Activity: Copy the records exactly. Include every line.

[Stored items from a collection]

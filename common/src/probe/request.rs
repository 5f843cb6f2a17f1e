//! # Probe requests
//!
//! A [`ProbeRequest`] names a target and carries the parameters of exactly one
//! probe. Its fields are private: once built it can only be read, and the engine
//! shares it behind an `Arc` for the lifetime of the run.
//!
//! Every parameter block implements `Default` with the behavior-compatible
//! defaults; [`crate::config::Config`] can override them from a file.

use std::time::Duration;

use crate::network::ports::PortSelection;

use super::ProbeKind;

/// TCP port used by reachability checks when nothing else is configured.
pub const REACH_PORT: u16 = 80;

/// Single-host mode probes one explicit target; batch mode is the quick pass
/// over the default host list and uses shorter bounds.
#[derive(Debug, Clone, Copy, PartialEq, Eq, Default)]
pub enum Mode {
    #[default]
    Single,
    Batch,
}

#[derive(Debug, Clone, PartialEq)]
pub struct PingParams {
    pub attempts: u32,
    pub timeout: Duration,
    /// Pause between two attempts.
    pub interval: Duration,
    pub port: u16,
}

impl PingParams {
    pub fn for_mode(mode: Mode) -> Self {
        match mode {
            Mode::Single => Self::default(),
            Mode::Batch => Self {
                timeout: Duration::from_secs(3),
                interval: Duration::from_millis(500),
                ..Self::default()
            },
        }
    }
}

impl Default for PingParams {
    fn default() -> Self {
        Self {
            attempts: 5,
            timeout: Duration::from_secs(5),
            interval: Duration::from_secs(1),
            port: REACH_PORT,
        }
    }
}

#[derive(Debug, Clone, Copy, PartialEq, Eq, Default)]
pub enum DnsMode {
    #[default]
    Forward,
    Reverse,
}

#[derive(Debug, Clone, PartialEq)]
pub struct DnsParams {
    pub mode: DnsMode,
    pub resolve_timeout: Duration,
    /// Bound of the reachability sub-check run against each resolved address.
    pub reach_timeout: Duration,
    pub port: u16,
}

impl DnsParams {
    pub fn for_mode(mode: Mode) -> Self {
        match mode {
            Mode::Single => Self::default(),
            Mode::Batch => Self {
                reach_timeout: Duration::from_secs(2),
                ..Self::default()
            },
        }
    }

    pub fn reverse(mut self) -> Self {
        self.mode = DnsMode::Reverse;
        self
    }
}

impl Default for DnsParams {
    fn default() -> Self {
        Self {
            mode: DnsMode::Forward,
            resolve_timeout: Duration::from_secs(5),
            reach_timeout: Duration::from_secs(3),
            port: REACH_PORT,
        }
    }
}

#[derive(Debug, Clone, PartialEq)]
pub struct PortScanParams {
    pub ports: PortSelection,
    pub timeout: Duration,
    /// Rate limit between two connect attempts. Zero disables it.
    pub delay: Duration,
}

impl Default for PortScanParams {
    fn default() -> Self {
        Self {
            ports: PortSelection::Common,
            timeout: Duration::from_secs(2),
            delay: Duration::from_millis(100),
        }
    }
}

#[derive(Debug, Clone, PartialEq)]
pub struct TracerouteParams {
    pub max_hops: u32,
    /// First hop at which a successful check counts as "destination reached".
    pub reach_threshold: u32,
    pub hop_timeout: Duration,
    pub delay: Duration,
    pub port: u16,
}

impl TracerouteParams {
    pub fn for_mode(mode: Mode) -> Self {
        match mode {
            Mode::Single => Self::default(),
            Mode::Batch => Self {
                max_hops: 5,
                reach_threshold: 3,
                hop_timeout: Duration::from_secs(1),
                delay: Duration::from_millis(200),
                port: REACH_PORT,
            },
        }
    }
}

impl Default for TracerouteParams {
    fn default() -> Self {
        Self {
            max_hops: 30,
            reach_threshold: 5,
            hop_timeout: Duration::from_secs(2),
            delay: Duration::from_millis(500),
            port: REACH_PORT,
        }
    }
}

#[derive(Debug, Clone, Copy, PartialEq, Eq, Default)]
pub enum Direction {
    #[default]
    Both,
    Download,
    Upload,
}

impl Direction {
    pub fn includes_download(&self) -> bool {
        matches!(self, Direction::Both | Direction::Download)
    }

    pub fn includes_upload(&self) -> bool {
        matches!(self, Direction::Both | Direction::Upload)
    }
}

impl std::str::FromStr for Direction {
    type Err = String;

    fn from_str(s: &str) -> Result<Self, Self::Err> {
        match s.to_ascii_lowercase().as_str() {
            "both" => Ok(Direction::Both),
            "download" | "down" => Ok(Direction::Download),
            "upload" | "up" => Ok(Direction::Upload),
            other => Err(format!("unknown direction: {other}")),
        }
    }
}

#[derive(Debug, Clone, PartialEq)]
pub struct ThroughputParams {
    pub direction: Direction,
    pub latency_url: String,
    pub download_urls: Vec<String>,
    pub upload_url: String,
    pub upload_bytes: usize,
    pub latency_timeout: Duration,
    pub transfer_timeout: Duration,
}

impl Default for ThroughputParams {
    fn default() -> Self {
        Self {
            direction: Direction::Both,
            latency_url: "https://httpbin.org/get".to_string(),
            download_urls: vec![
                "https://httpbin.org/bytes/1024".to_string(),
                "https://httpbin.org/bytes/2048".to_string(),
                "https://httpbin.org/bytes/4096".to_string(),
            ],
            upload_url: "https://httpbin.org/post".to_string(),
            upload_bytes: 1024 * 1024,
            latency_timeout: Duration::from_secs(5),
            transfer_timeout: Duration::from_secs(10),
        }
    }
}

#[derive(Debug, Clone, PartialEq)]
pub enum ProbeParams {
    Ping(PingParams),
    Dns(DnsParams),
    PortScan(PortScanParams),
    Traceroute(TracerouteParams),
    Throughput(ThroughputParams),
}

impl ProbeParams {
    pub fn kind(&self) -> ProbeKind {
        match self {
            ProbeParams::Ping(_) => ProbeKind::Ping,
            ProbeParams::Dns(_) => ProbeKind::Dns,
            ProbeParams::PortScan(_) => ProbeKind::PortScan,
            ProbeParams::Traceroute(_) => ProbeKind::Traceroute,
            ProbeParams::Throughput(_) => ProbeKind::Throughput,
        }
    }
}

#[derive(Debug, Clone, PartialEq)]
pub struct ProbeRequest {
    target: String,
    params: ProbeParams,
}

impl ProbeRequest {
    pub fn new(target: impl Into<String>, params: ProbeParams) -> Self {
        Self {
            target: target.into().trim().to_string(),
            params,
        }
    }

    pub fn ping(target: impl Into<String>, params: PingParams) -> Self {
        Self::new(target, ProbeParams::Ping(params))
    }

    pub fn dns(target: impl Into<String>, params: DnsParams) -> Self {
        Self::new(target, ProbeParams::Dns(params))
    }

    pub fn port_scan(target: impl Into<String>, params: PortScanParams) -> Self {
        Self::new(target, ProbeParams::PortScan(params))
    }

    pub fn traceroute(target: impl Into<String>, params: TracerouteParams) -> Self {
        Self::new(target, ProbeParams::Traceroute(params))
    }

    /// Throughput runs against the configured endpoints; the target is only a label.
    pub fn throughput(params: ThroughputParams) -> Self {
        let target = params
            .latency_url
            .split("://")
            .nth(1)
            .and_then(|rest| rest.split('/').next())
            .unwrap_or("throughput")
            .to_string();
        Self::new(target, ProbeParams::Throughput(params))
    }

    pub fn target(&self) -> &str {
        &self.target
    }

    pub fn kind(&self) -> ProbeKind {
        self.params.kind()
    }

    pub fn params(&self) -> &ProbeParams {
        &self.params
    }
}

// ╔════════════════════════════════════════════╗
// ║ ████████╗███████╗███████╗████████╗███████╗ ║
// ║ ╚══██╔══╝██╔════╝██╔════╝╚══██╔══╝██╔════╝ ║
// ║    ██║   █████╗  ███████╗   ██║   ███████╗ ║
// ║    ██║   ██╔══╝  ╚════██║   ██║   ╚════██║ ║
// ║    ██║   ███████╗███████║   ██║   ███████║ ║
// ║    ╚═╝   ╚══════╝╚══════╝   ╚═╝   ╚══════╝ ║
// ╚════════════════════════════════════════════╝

Expected answer:
filename common/src/probe/request.rs
repository 5f843cb6f2a17f1e
//! # Probe requests
//!
//! A [`ProbeRequest`] names a target and carries the parameters of exactly one
//! probe. Its fields are private: once built it can only be read, and the engine
//! shares it behind an `Arc` for the lifetime of the run.
//!
//! Every parameter block implements `Default` with the behavior-compatible
//! defaults; [`crate::config::Config`] can override them from a file.

use std::time::Duration;

use crate::network::ports::PortSelection;

use super::ProbeKind;

/// TCP port used by reachability checks when nothing else is configured.
pub const REACH_PORT: u16 = 80;

/// Single-host mode probes one explicit target; batch mode is the quick pass
/// over the default host list and uses shorter bounds.
#[derive(Debug, Clone, Copy, PartialEq, Eq, Default)]
pub enum Mode {
    #[default]
    Single,
    Batch,
}

#[derive(Debug, Clone, PartialEq)]
pub struct PingParams {
    pub attempts: u32,
    pub timeout: Duration,
    /// Pause between two attempts.
    pub interval: Duration,
    pub port: u16,
}

impl PingParams {
    pub fn for_mode(mode: Mode) -> Self {
        match mode {
            Mode::Single => Self::default(),
            Mode::Batch => Self {
                timeout: Duration::from_secs(3),
                interval: Duration::from_millis(500),
                ..Self::default()
            },
        }
    }
}

impl Default for PingParams {
    fn default() -> Self {
        Self {
            attempts: 5,
            timeout: Duration::from_secs(5),
            interval: Duration::from_secs(1),
            port: REACH_PORT,
        }
    }
}

#[derive(Debug, Clone, Copy, PartialEq, Eq, Default)]
pub enum DnsMode {
    #[default]
    Forward,
    Reverse,
}

#[derive(Debug, Clone, PartialEq)]
pub struct DnsParams {
    pub mode: DnsMode,
    pub resolve_timeout: Duration,
    /// Bound of the reachability sub-check run against each resolved address.
    pub reach_timeout: Duration,
    pub port: u16,
}

impl DnsParams {
    pub fn for_mode(mode: Mode) -> Self {
        match mode {
            Mode::Single => Self::default(),
            Mode::Batch => Self {
                reach_timeout: Duration::from_secs(2),
                ..Self::default()
            },
        }
    }

    pub fn reverse(mut self) -> Self {
        self.mode = DnsMode::Reverse;
        self
    }
}

impl Default for DnsParams {
    fn default() -> Self {
        Self {
            mode: DnsMode::Forward,
            resolve_timeout: Duration::from_secs(5),
            reach_timeout: Duration::from_secs(3),
            port: REACH_PORT,
        }
    }
}

#[derive(Debug, Clone, PartialEq)]
pub struct PortScanParams {
    pub ports: PortSelection,
    pub timeout: Duration,
    /// Rate limit between two connect attempts. Zero disables it.
    pub delay: Duration,
}

impl Default for PortScanParams {
    fn default() -> Self {
        Self {
            ports: PortSelection::Common,
            timeout: Duration::from_secs(2),
            delay: Duration::from_millis(100),
        }
    }
}

#[derive(Debug, Clone, PartialEq)]
pub struct TracerouteParams {
    pub max_hops: u32,
    /// First hop at which a successful check counts as "destination reached".
    pub reach_threshold: u32,
    pub hop_timeout: Duration,
    pub delay: Duration,
    pub port: u16,
}

impl TracerouteParams {
    pub fn for_mode(mode: Mode) -> Self {
        match mode {
            Mode::Single => Self::default(),
            Mode::Batch => Self {
                max_hops: 5,
                reach_threshold: 3,
                hop_timeout: Duration::from_secs(1),
                delay: Duration::from_millis(200),
                port: REACH_PORT,
            },
        }
    }
}

impl Default for TracerouteParams {
    fn default() -> Self {
        Self {
            max_hops: 30,
            reach_threshold: 5,
            hop_timeout: Duration::from_secs(2),
            delay: Duration::from_millis(500),
            port: REACH_PORT,
        }
    }
}

#[derive(Debug, Clone, Copy, PartialEq, Eq, Default)]
pub enum Direction {
    #[default]
    Both,
    Download,
    Upload,
}

impl Direction {
    pub fn includes_download(&self) -> bool {
        matches!(self, Direction::Both | Direction::Download)
    }

    pub fn includes_upload(&self) -> bool {
        matches!(self, Direction::Both | Direction::Upload)
    }
}

impl std::str::FromStr for Direction {
    type Err = String;

    fn from_str(s: &str) -> Result<Self, Self::Err> {
        match s.to_ascii_lowercase().as_str() {
            "both" => Ok(Direction::Both),
            "download" | "down" => Ok(Direction::Download),
            "upload" | "up" => Ok(Direction::Upload),
            other => Err(format!("unknown direction: {other}")),
        }
    }
}

#[derive(Debug, Clone, PartialEq)]
pub struct ThroughputParams {
    pub direction: Direction,
    pub latency_url: String,
    pub download_urls: Vec<String>,
    pub upload_url: String,
    pub upload_bytes: usize,
    pub latency_timeout: Duration,
    pub transfer_timeout: Duration,
}

impl Default for ThroughputParams {
    fn default() -> Self {
        Self {
            direction: Direction::Both,
            latency_url: "https://httpbin.org/get".to_string(),
            download_urls: vec![
                "https://httpbin.org/bytes/1024".to_string(),
                "https://httpbin.org/bytes/2048".to_string(),
                "https://httpbin.org/bytes/4096".to_string(),
            ],
            upload_url: "https://httpbin.org/post".to_string(),
            upload_bytes: 1024 * 1024,
            latency_timeout: Duration::from_secs(5),
            transfer_timeout: Duration::from_secs(10),
        }
    }
}

#[derive(Debug, Clone, PartialEq)]
pub enum ProbeParams {
    Ping(PingParams),
    Dns(DnsParams),
    PortScan(PortScanParams),
    Traceroute(TracerouteParams),
    Throughput(ThroughputParams),
}

impl ProbeParams {
    pub fn kind(&self) -> ProbeKind {
        match self {
            ProbeParams::Ping(_) => ProbeKind::Ping,
            ProbeParams::Dns(_) => ProbeKind::Dns,
            ProbeParams::PortScan(_) => ProbeKind::PortScan,
            ProbeParams::Traceroute(_) => ProbeKind::Traceroute,
            ProbeParams::Throughput(_) => ProbeKind::Throughput,
        }
    }
}

#[derive(Debug, Clone, PartialEq)]
pub struct ProbeRequest {
    target: String,
    params: ProbeParams,
}

impl ProbeRequest {
    pub fn new(target: impl Into<String>, params: ProbeParams) -> Self {
        Self {
            target: target.into().trim().to_string(),
            params,
        }
    }

    pub fn ping(target: impl Into<String>, params: PingParams) -> Self {
        Self::new(target, ProbeParams::Ping(params))
    }

    pub fn dns(target: impl Into<String>, params: DnsParams) -> Self {
        Self::new(target, ProbeParams::Dns(params))
    }

    pub fn port_scan(target: impl Into<String>, params: PortScanParams) -> Self {
        Self::new(target, ProbeParams::PortScan(params))
    }

    pub fn traceroute(target: impl Into<String>, params: TracerouteParams) -> Self {
        Self::new(target, ProbeParams::Traceroute(params))
    }

    /// Throughput runs against the configured endpoints; the target is only a label.
    pub fn throughput(params: ThroughputParams) -> Self {
        let target = params
            .latency_url
            .split("://")
            .nth(1)
            .and_then(|rest| rest.split('/').next())
            .unwrap_or("throughput")
            .to_string();
        Self::new(target, ProbeParams::Throughput(params))
    }

    pub fn target(&self) -> &str {
        &self.target
    }

    pub fn kind(&self) -> ProbeKind {
        self.params.kind()
    }

    pub fn params(&self) -> &ProbeParams {
        &self.params
    }
}

// ╔════════════════════════════════════════════╗
// ║ ████████╗███████╗███████╗████████╗███████╗ ║
// ║ ╚══██╔══╝██╔════╝██╔════╝╚══██╔══╝██╔════╝ ║
// ║    ██║   █████╗  ███████╗   ██║   ███████╗ ║
// ║    ██║   ██╔══╝  ╚════██║   ██║   ╚════██║ ║
// ║    ██║   ███████╗███████║   ██║   ███████║ ║
// ║    ╚═╝   ╚══════╝╚══════╝   ╚═╝   ╚══════╝ ║
// ╚════════════════════════════════════════════╝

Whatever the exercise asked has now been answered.